**Data:**
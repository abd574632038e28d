//! OpenAI chat-completion provider.

use super::{ProviderError, ProviderResponse, TextProvider};
use async_trait::async_trait;
use reqwest::{Client, StatusCode};
use serde::{Deserialize, Serialize};

/// Role tag for the single message we send.
const ROLE_USER: &str = "user";

/// OpenAI provider configuration.
#[derive(Clone)]
pub struct OpenAiProviderConfig {
    pub api_key: String,
    pub model: String,
    pub base_url: String,
}

/// OpenAI text provider.
pub struct OpenAiTextProvider {
    config: OpenAiProviderConfig,
    client: Client,
}

impl OpenAiTextProvider {
    pub fn new(config: OpenAiProviderConfig) -> Result<Self, ProviderError> {
        let client = Client::builder()
            .user_agent(concat!(
                env!("CARGO_PKG_NAME"),
                "/",
                env!("CARGO_PKG_VERSION")
            ))
            .build()
            .map_err(|e| ProviderError::NotConfigured(format!("HTTP client: {}", e)))?;

        Ok(Self { config, client })
    }

    fn api_url(&self) -> String {
        format!(
            "{}/chat/completions",
            self.config.base_url.trim_end_matches('/')
        )
    }
}

#[async_trait]
impl TextProvider for OpenAiTextProvider {
    async fn generate(&self, prompt: &str) -> Result<ProviderResponse, ProviderError> {
        if self.config.api_key.is_empty() {
            return Err(ProviderError::NotConfigured(
                "APIKEY is empty".to_string(),
            ));
        }

        let request = ChatCompletionRequest {
            model: &self.config.model,
            messages: vec![ChatMessage {
                role: ROLE_USER,
                content: prompt,
            }],
        };

        tracing::debug!(
            model = %self.config.model,
            prompt_len = prompt.len(),
            "Sending request to OpenAI API"
        );

        let response = self
            .client
            .post(self.api_url())
            .bearer_auth(&self.config.api_key)
            .json(&request)
            .send()
            .await
            .map_err(|e| ProviderError::NetworkError(e.to_string()))?;

        let status = response.status();
        if !status.is_success() {
            let error_text = response.text().await.unwrap_or_default();

            return Err(match status {
                StatusCode::UNAUTHORIZED | StatusCode::FORBIDDEN => {
                    ProviderError::Unauthorized(error_text)
                }
                StatusCode::TOO_MANY_REQUESTS => ProviderError::RateLimited,
                _ => ProviderError::ApiError(format!("OpenAI API error {}: {}", status, error_text)),
            });
        }

        let api_response: ChatCompletionResponse = response
            .json()
            .await
            .map_err(|e| ProviderError::InvalidResponse(e.to_string()))?;

        let text = api_response
            .choices
            .into_iter()
            .next()
            .map(|choice| choice.message.content.unwrap_or_default())
            .ok_or(ProviderError::EmptyResponse)?;

        let usage = api_response.usage.unwrap_or_default();

        Ok(ProviderResponse {
            text,
            model: api_response
                .model
                .unwrap_or_else(|| self.config.model.clone()),
            input_tokens: usage.prompt_tokens,
            output_tokens: usage.completion_tokens,
        })
    }

    fn model(&self) -> &str {
        &self.config.model
    }
}

// ============================================================================
// OpenAI API Types
// ============================================================================

#[derive(Debug, Serialize)]
struct ChatCompletionRequest<'a> {
    model: &'a str,
    messages: Vec<ChatMessage<'a>>,
}

#[derive(Debug, Serialize)]
struct ChatMessage<'a> {
    role: &'a str,
    content: &'a str,
}

#[derive(Debug, Deserialize)]
struct ChatCompletionResponse {
    #[serde(default)]
    choices: Vec<Choice>,
    model: Option<String>,
    usage: Option<Usage>,
}

#[derive(Debug, Deserialize)]
struct Choice {
    message: ResponseMessage,
}

#[derive(Debug, Deserialize)]
struct ResponseMessage {
    content: Option<String>,
}

#[derive(Debug, Default, Deserialize)]
struct Usage {
    #[serde(default)]
    prompt_tokens: i32,
    #[serde(default)]
    completion_tokens: i32,
}
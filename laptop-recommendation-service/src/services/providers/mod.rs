//! Completion provider abstractions and implementations.
//!
//! Handlers only see the [`TextProvider`] trait, so the OpenAI backend can be
//! swapped for the mock in tests.

pub mod mock;
pub mod openai;

use async_trait::async_trait;
use thiserror::Error;

pub use mock::MockTextProvider;
pub use openai::{OpenAiTextProvider, OpenAiProviderConfig};

/// Error type for provider operations.
#[derive(Error, Debug)]
pub enum ProviderError {
    #[error("Provider not configured: {0}")]
    NotConfigured(String),

    #[error("Unauthorized: {0}")]
    Unauthorized(String),

    #[error("Rate limited")]
    RateLimited,

    #[error("API error: {0}")]
    ApiError(String),

    #[error("Network error: {0}")]
    NetworkError(String),

    #[error("Invalid response: {0}")]
    InvalidResponse(String),

    #[error("Provider returned no choices")]
    EmptyResponse,
}

/// Result of a single completion.
#[derive(Debug, Clone)]
pub struct ProviderResponse {
    /// Text of the first returned choice.
    pub text: String,

    /// Model that produced the answer, as reported by the provider.
    pub model: String,

    /// Input tokens consumed.
    pub input_tokens: i32,

    /// Output tokens generated.
    pub output_tokens: i32,
}

/// Trait for chat-completion providers.
#[async_trait]
pub trait TextProvider: Send + Sync {
    /// Send `prompt` as a single user message and return the first choice.
    async fn generate(&self, prompt: &str) -> Result<ProviderResponse, ProviderError>;

    /// Model identifier requests are sent with.
    fn model(&self) -> &str;
}
#![allow(dead_code)]

use axum::{extract::State, http::HeaderMap, http::StatusCode, routing::post, Json, Router};
use laptop_recommendation_service::config::{
    LoggingConfig, OpenAiConfig, RecommendationConfig, DEFAULT_OPENAI_MODEL,
};
use laptop_recommendation_service::services::providers::TextProvider;
use laptop_recommendation_service::startup::Application;
use service_core::config::Config as CoreConfig;
use std::sync::{Arc, Mutex};

pub struct TestApp {
    pub address: String,
    pub port: u16,
    pub client: reqwest::Client,
}

pub fn test_config(base_url: &str, api_key: &str) -> RecommendationConfig {
    RecommendationConfig {
        // Use random port for testing (port 0)
        common: CoreConfig { port: 0 },
        openai: OpenAiConfig {
            api_key: api_key.to_string(),
            model: DEFAULT_OPENAI_MODEL.to_string(),
            base_url: base_url.to_string(),
        },
        logging: LoggingConfig {
            level: "debug".to_string(),
            otlp_endpoint: None,
        },
    }
}

impl TestApp {
    /// Spawn the app around an injected provider.
    pub async fn spawn_with_provider(provider: Arc<dyn TextProvider>) -> Self {
        let app = Application::build_with_provider(test_config("http://127.0.0.1:1", "unused"), provider)
            .await
            .expect("Failed to build test application");
        Self::run(app).await
    }

    /// Spawn the app with the real OpenAI provider pointed at `base_url`.
    pub async fn spawn_with_openai(base_url: &str, api_key: &str) -> Self {
        let app = Application::build(test_config(base_url, api_key))
            .await
            .expect("Failed to build test application");
        Self::run(app).await
    }

    async fn run(app: Application) -> Self {
        let port = app.port();
        let address = format!("http://127.0.0.1:{}", port);

        tokio::spawn(async move {
            app.run_until_stopped().await.ok();
        });

        // Wait for HTTP server to be ready by polling health endpoint
        let client = reqwest::Client::new();
        let health_url = format!("{}/health", address);
        for _ in 0..50 {
            if client.get(&health_url).send().await.is_ok() {
                break;
            }
            tokio::time::sleep(tokio::time::Duration::from_millis(50)).await;
        }

        TestApp {
            address,
            port,
            client,
        }
    }

    pub async fn post_recommendation(&self, body: &str) -> reqwest::Response {
        self.client
            .post(format!("{}/recommend-laptop", self.address))
            .header("content-type", "application/json")
            .body(body.to_string())
            .send()
            .await
            .expect("Failed to send request")
    }
}

/// What the mock chat-completion server saw.
#[derive(Debug, Clone)]
pub struct CapturedRequest {
    pub authorization: Option<String>,
    pub body: serde_json::Value,
}

#[derive(Clone)]
struct MockUpstreamState {
    status: StatusCode,
    response: serde_json::Value,
    captured: Arc<Mutex<Vec<CapturedRequest>>>,
}

async fn mock_chat_completions(
    State(state): State<MockUpstreamState>,
    headers: HeaderMap,
    Json(body): Json<serde_json::Value>,
) -> (StatusCode, Json<serde_json::Value>) {
    let authorization = headers
        .get("authorization")
        .and_then(|v| v.to_str().ok())
        .map(|s| s.to_string());
    state
        .captured
        .lock()
        .unwrap()
        .push(CapturedRequest { authorization, body });

    (state.status, Json(state.response.clone()))
}

pub struct MockUpstream {
    pub base_url: String,
    captured: Arc<Mutex<Vec<CapturedRequest>>>,
}

impl MockUpstream {
    /// Spawn a chat-completion server answering every call with `response`.
    pub async fn spawn(status: StatusCode, response: serde_json::Value) -> Self {
        let captured = Arc::new(Mutex::new(Vec::new()));
        let app = Router::new()
            .route("/v1/chat/completions", post(mock_chat_completions))
            .with_state(MockUpstreamState {
                status,
                response,
                captured: captured.clone(),
            });

        let listener = tokio::net::TcpListener::bind(("127.0.0.1", 0)).await.unwrap();
        let addr = listener.local_addr().unwrap();

        tokio::spawn(async move {
            axum::serve(listener, app).await.unwrap();
        });

        Self {
            base_url: format!("http://{}/v1", addr),
            captured,
        }
    }

    pub fn requests(&self) -> Vec<CapturedRequest> {
        self.captured.lock().unwrap().clone()
    }
}

pub fn completion_body(text: &str) -> serde_json::Value {
    serde_json::json!({
        "id": "chatcmpl-test",
        "object": "chat.completion",
        "model": "gpt-3.5-turbo-0125",
        "choices": [{
            "index": 0,
            "message": { "role": "assistant", "content": text },
            "finish_reason": "stop"
        }],
        "usage": { "prompt_tokens": 30, "completion_tokens": 12, "total_tokens": 42 }
    })
}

**Exercise requirements:**
Find all lines holding the word "TestApp" in the records above and copy them.

**Answer box:**
pub struct TestApp {
impl TestApp {
        TestApp {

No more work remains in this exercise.